WHAT IS NEEDED
Return exactly the listing's lines, from its first line to the line holding "system directly so", ends included.

DATA FOR THE TASK
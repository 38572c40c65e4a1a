//! Terminal spawning seam

use crate::{CommandLine, ConnectionError, Terminal, Transcript, WindowSize};
use std::fmt;

/// Produces a live [`Terminal`] for a command line
///
/// Transports depend on this trait rather than on the PTY system directly so
/// the process layer can be swapped out.
pub trait TerminalSpawner: fmt::Debug + Send + Sync {
    /// Start `command` attached to a pseudo-terminal, mirroring I/O to `transcript`
    fn spawn(&self, command: &CommandLine, transcript: Transcript) -> Result<Terminal, ConnectionError>;
}

/// Spawner backed by the platform's native PTY system
#[derive(Debug, Clone, Default)]
pub struct PtySpawner {
    initial_size: WindowSize,
}

impl PtySpawner {
    /// Spawner whose PTYs open at `initial_size` before any resize
    pub fn with_initial_size(initial_size: WindowSize) -> Self {
        Self { initial_size }
    }
}

impl TerminalSpawner for PtySpawner {
    fn spawn(&self, command: &CommandLine, transcript: Transcript) -> Result<Terminal, ConnectionError> {
        Terminal::open(command, transcript, self.initial_size)
    }
}

/// Spawn through `spawner` and apply the connection window size
pub(crate) fn spawn_connection_terminal(
    spawner: &dyn TerminalSpawner,
    command: &CommandLine,
    transcript: Transcript,
) -> Result<Terminal, ConnectionError> {
    let terminal = spawner.spawn(command, transcript)?;
    terminal.resize(WindowSize::CONNECTION)?;
    Ok(terminal)
}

SOLUTION FOR THIS PROBLEM
repository 38572c40c65e4a1a
//! Terminal spawning seam

use crate::{CommandLine, ConnectionError, Terminal, Transcript, WindowSize};
use std::fmt;

/// Produces a live [`Terminal`] for a command line
///
/// Transports depend on this trait rather than on the PTY system directly so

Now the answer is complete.